Caregiver Burnout

The symptoms of schizophrenia include delusions, hallucinations, and disorganized behavior. These symptoms interfere with work, self-care, and interpersonal relationships for an extended period. Watching your loved one deal with schizophrenia can be draining along with the physical requirements needed each day. Caregiver burnout is real, and if left unchecked, it can be detrimental not only to the person themselves but also to the ones they swore to protect. 

Symptoms of Caregiver Burnout

Informal (unpaid) caregiver burnout is a state of emotional, mental, and physical exhaustion. Symptoms of burnout mirror those of depression and stress. Caregiver burnout symptoms include:

  • Withdrawal from friends, family, and other loved ones
  • Loss of interest in activities previously enjoyed
  • Feeling blue, irritable, hopeless and helpless
  • Changes in appetite, weight or both
  • Feelings of wanting to hurt yourself or the person for whom you are caring
  • Emotional and physical exhaustion

What Causes Caregiver Burnout?

Burnout can result when caregivers don’t get the help they need or take on more than they are physically and financially able to handle. Caregivers spend so much time caring for their loved ones, they forget to take care of themselves. Most caregivers also feel guilty if they devote time to themselves versus their loved ones. Other factors include:

  • Role Confusion– Many have difficulty separating their role as caregivers from their role as spouses, children, friends, or other close relationships. 
  • Unrealistic Expectations– A caregiver expects their involvement to impact the patient’s health and happiness positively, and that may be unrealistic in some cases of progressive diseases. 
  • Lack of Control– Lack of money and resources to effectively plan and manage their loved one’s care. 

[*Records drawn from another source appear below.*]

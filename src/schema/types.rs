use bson::{Bson, Document as BsonDocument};
use regex::Regex;
use std::str::FromStr;
use std::sync::Arc;

use crate::document::Document;
use crate::errors::DbError;
use crate::model::Model;
use crate::query::Query;

pub type InstanceMethod = Arc<dyn Fn(&mut Document, &[Bson]) -> Result<Bson, DbError> + Send + Sync>;
pub type StaticMethod = Arc<dyn Fn(&Model, &[Bson]) -> Result<Bson, DbError> + Send + Sync>;
/// Query helpers record their own chain errors on the returned query.
pub type QueryHelper = Arc<dyn Fn(Query, &[Bson]) -> Query + Send + Sync>;
pub type VirtualGetter = Arc<dyn Fn(&BsonDocument) -> Bson + Send + Sync>;
pub type VirtualSetter = Arc<dyn Fn(&mut BsonDocument, Bson) -> Result<(), DbError> + Send + Sync>;

#[derive(Debug, Clone, Copy, PartialEq, Eq)]
pub enum FieldType {
    String,
    Number,
    Boolean,
    Date,
    Array,
    Document,
    Mixed,
}

impl FromStr for FieldType {
    type Err = DbError;

    fn from_str(s: &str) -> Result<Self, Self::Err> {
        Ok(match s.to_ascii_lowercase().as_str() {
            "string" => Self::String,
            "number" => Self::Number,
            "boolean" | "bool" => Self::Boolean,
            "date" => Self::Date,
            "array" => Self::Array,
            "document" | "object" | "map" => Self::Document,
            "mixed" => Self::Mixed,
            other => return Err(DbError::Cast(format!("unknown field type `{other}`"))),
        })
    }
}

/// Declaration of one schema path.
#[derive(Debug, Clone)]
pub struct FieldDef {
    pub field_type: FieldType,
    pub required: bool,
    pub default: Option<Bson>,
    pub min: Option<f64>,
    pub max: Option<f64>,
    pub min_length: Option<usize>,
    pub max_length: Option<usize>,
    pub enum_values: Vec<Bson>,
    pub pattern: Option<Regex>,
}

impl FieldDef {
    #[must_use]
    pub const fn new(field_type: FieldType) -> Self {
        Self {
            field_type,
            required: false,
            default: None,
            min: None,
            max: None,
            min_length: None,
            max_length: None,
            enum_values: Vec::new(),
            pattern: None,
        }
    }

    #[must_use]
    pub fn required(mut self) -> Self {
        self.required = true;
        self
    }

    #[must_use]
    pub fn default_value(mut self, v: impl Into<Bson>) -> Self {
        self.default = Some(v.into());
        self
    }

    #[must_use]
    pub fn min(mut self, v: f64) -> Self {
        self.min = Some(v);
        self
    }

    #[must_use]
    pub fn max(mut self, v: f64) -> Self {
        self.max = Some(v);
        self
    }

    #[must_use]
    pub fn min_length(mut self, n: usize) -> Self {
        self.min_length = Some(n);
        self
    }

    #[must_use]
    pub fn max_length(mut self, n: usize) -> Self {
        self.max_length = Some(n);
        self
    }

    #[must_use]
    pub fn one_of<I, V>(mut self, values: I) -> Self
    where
        I: IntoIterator<Item = V>,
        V: Into<Bson>,
    {
        self.enum_values = values.into_iter().map(Into::into).collect();
        self
    }

    /// # Errors
    /// Returns `DbError::Cast` if the pattern is not a valid regular expression.
    pub fn matches(mut self, pattern: &str) -> Result<Self, DbError> {
        let re = Regex::new(pattern).map_err(|e| DbError::Cast(format!("bad pattern `{pattern}`: {e}")))?;
        self.pattern = Some(re);
        Ok(self)
    }
}

/// A computed, never-persisted property.
#[derive(Clone, Default)]
pub struct VirtualField {
    pub getter: Option<VirtualGetter>,
    pub setter: Option<VirtualSetter>,
}

#[derive(Debug, Clone, Copy, PartialEq, Eq)]
pub struct SchemaOptions {
    /// Drop paths the schema does not declare when writing.
    pub strict: bool,
    /// Maintain `createdAt` / `updatedAt`.
    pub timestamps: bool,
}

impl Default for SchemaOptions {
    fn default() -> Self {
        Self { strict: true, timestamps: false }
    }
}
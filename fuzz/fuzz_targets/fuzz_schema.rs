#![no_main]
use libfuzzer_sys::fuzz_target;

fuzz_target!(|data: &[u8]| {
    if data.len() > 8192 { return; }
    if let Ok(s) = std::str::from_utf8(data)
        && let Ok(schema) = odmlite::Schema::from_json(s)
    {
        let _ = schema.validate(&bson::doc! {"name": "x", "hits": "12", "tags": "solo"});
    }
});
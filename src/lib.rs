pub mod cli;
pub mod config;
pub mod devlog;
pub mod document;
pub mod errors;
pub mod json;
pub mod logger;
pub mod model;
pub mod query;
pub mod schema;
pub mod types;

use parking_lot::RwLock;
use std::collections::HashMap;
use std::sync::Arc;

pub use crate::config::OdmConfig;
pub use crate::document::Document;
pub use crate::errors::DbError;
pub use crate::model::Model;
pub use crate::query::{Cursor, Order, Query, SortArg, SortSpec};
pub use crate::schema::{FieldDef, FieldType, Schema};
pub use crate::types::DocumentId;

/// Registry of models by collection name.
#[derive(Debug, Default)]
pub struct Database {
    config: Arc<OdmConfig>,
    models: RwLock<HashMap<String, Arc<Model>>>,
}

impl Database {
    /// Creates an empty registry with default limits.
    #[must_use]
    pub fn new() -> Self {
        Self::default()
    }

    #[must_use]
    pub fn with_config(config: OdmConfig) -> Self {
        Self { config: Arc::new(config), models: RwLock::new(HashMap::new()) }
    }

    #[must_use]
    pub fn config(&self) -> &OdmConfig {
        &self.config
    }

    /// Compiles `schema` into a model registered under `name`.
    ///
    /// # Errors
    /// Returns `DbError::CollectionAlreadyExists` if the name is taken.
    pub fn model(&self, name: &str, schema: Schema) -> Result<Arc<Model>, DbError> {
        let mut models = self.models.write();
        if models.contains_key(name) {
            return Err(DbError::CollectionAlreadyExists(name.to_string()));
        }
        let model = Arc::new(Model::new(name, schema, Arc::clone(&self.config)));
        models.insert(name.to_string(), Arc::clone(&model));
        log::info!("model registered: {name}");
        Ok(model)
    }

    /// # Errors
    /// Returns `DbError::NoSuchCollection` for unknown names.
    pub fn get_model(&self, name: &str) -> Result<Arc<Model>, DbError> {
        self.models.read().get(name).cloned().ok_or_else(|| DbError::NoSuchCollection(name.to_string()))
    }

    /// Unregisters a model. Handles already held stay usable.
    pub fn drop_model(&self, name: &str) -> bool {
        let removed = self.models.write().remove(name).is_some();
        if removed {
            log::info!("model dropped: {name}");
        }
        removed
    }

    /// Registered names, sorted.
    #[must_use]
    pub fn model_names(&self) -> Vec<String> {
        let mut names: Vec<String> = self.models.read().keys().cloned().collect();
        names.sort();
        names
    }
}

#[cfg(test)]
mod tests {
    use super::*;

    #[test]
    fn registry_lifecycle() {
        let db = Database::new();
        let users = db.model("users", Schema::new()).unwrap();
        db.model("posts", Schema::new()).unwrap();
        assert!(matches!(db.model("users", Schema::new()), Err(DbError::CollectionAlreadyExists(_))));
        assert!(Arc::ptr_eq(&users, &db.get_model("users").unwrap()));
        assert_eq!(db.model_names(), vec!["posts", "users"]);
        assert!(db.drop_model("posts"));
        assert!(!db.drop_model("posts"));
        assert!(matches!(db.get_model("posts"), Err(DbError::NoSuchCollection(_))));
    }

    #[test]
    fn models_share_config() {
        let db = Database::with_config(OdmConfig { max_limit: 3, ..OdmConfig::default() });
        let m = db.model("m", Schema::new()).unwrap();
        assert_eq!(m.config().max_limit, 3);
    }
}
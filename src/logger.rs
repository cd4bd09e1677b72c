//! log4rs setup: an `app.log` rolling file plus an optional `query.log` for the
//! `odmlite::query` target.

use log::LevelFilter;
use log4rs::append::rolling_file::RollingFileAppender;
use log4rs::append::rolling_file::policy::compound::{
    CompoundPolicy, roll::fixed_window::FixedWindowRoller, trigger::size::SizeTrigger,
};
use log4rs::config::{Appender, Config, Logger, Root};
use log4rs::encode::pattern::PatternEncoder;
use std::path::{Path, PathBuf};

use crate::config::OdmConfig;
use crate::devlog::QUERY_TARGET;
use crate::errors::DbError;

const PATTERN: &str = "{d(%Y-%m-%d %H:%M:%S%.3f)} [{l}] {t} - {m}{n}";
const ROLL_SIZE: u64 = 10 * 1024 * 1024;
const RETENTION: u32 = 7;

#[must_use]
pub fn parse_level(level: Option<&str>) -> LevelFilter {
    match level.unwrap_or("info").to_ascii_lowercase().as_str() {
        "off" => LevelFilter::Off,
        "error" => LevelFilter::Error,
        "warn" => LevelFilter::Warn,
        "debug" => LevelFilter::Debug,
        "trace" => LevelFilter::Trace,
        _ => LevelFilter::Info,
    }
}

fn rolling(base: &Path, stem: &str) -> Result<RollingFileAppender, DbError> {
    let roller = FixedWindowRoller::builder()
        .build(&format!("{}", base.join(format!("{stem}.{{}}.log")).display()), RETENTION)
        .map_err(|e| DbError::Config(e.to_string()))?;
    let policy = CompoundPolicy::new(Box::new(SizeTrigger::new(ROLL_SIZE)), Box::new(roller));
    RollingFileAppender::builder()
        .encoder(Box::new(PatternEncoder::new(PATTERN)))
        .build(base.join(format!("{stem}.log")), Box::new(policy))
        .map_err(|e| DbError::Config(e.to_string()))
}

/// Builds the log4rs configuration without installing it.
///
/// # Errors
/// Returns `DbError::Config` if the directory or appenders cannot be created.
pub fn build_config(dir: Option<&Path>, level: Option<&str>, query_log: bool) -> Result<Config, DbError> {
    let base = dir
        .map(PathBuf::from)
        .unwrap_or_else(|| std::env::current_dir().unwrap_or_else(|_| PathBuf::from(".")));
    std::fs::create_dir_all(&base)?;
    let lvl = parse_level(level);
    let mut builder = Config::builder().appender(Appender::builder().build("app", Box::new(rolling(&base, "app")?)));
    if query_log {
        builder = builder
            .appender(Appender::builder().build("query", Box::new(rolling(&base, "query")?)))
            .logger(Logger::builder().appender("query").additive(false).build(QUERY_TARGET, LevelFilter::Debug));
    } else {
        builder = builder.logger(Logger::builder().additive(false).build(QUERY_TARGET, LevelFilter::Off));
    }
    builder.build(Root::builder().appender("app").build(lvl)).map_err(|e| DbError::Config(e.to_string()))
}

/// Installs the global logger. A second call in the same process is an error from log4rs.
///
/// # Errors
/// Returns `DbError::Config` if the config cannot be built or a logger is already set.
pub fn configure_logging(dir: Option<&Path>, level: Option<&str>, query_log: bool) -> Result<(), DbError> {
    let config = build_config(dir, level, query_log)?;
    log4rs::init_config(config).map_err(|e| DbError::Config(e.to_string()))?;
    log::info!("logging initialised at {}", parse_level(level));
    Ok(())
}

/// Logging from an [`OdmConfig`]; the query log is enabled when `ODMLITE_QUERY_LOG` is truthy.
///
/// # Errors
/// See [`configure_logging`].
pub fn configure_from(cfg: &OdmConfig) -> Result<(), DbError> {
    let query_log = std::env::var("ODMLITE_QUERY_LOG")
        .map(|s| matches!(s.to_ascii_lowercase().as_str(), "1" | "true" | "yes"))
        .unwrap_or(false);
    configure_logging(cfg.log_dir.as_deref(), cfg.log_level.as_deref(), query_log)
}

Can Caregiver Burnout be Prevented?

Family caregivers who reside with those they provide care for spend 40.5 hours per week caring for this person. It is not a matter of how burnout will occur; it’s when. Find someone you trust to talk about your feelings of frustration to, take advantage of respite care services, know your limits, and taking care of yourself are some of the recommendations for combating burnout. If you aren’t taking care of yourself, how can you successfully take care of someone else?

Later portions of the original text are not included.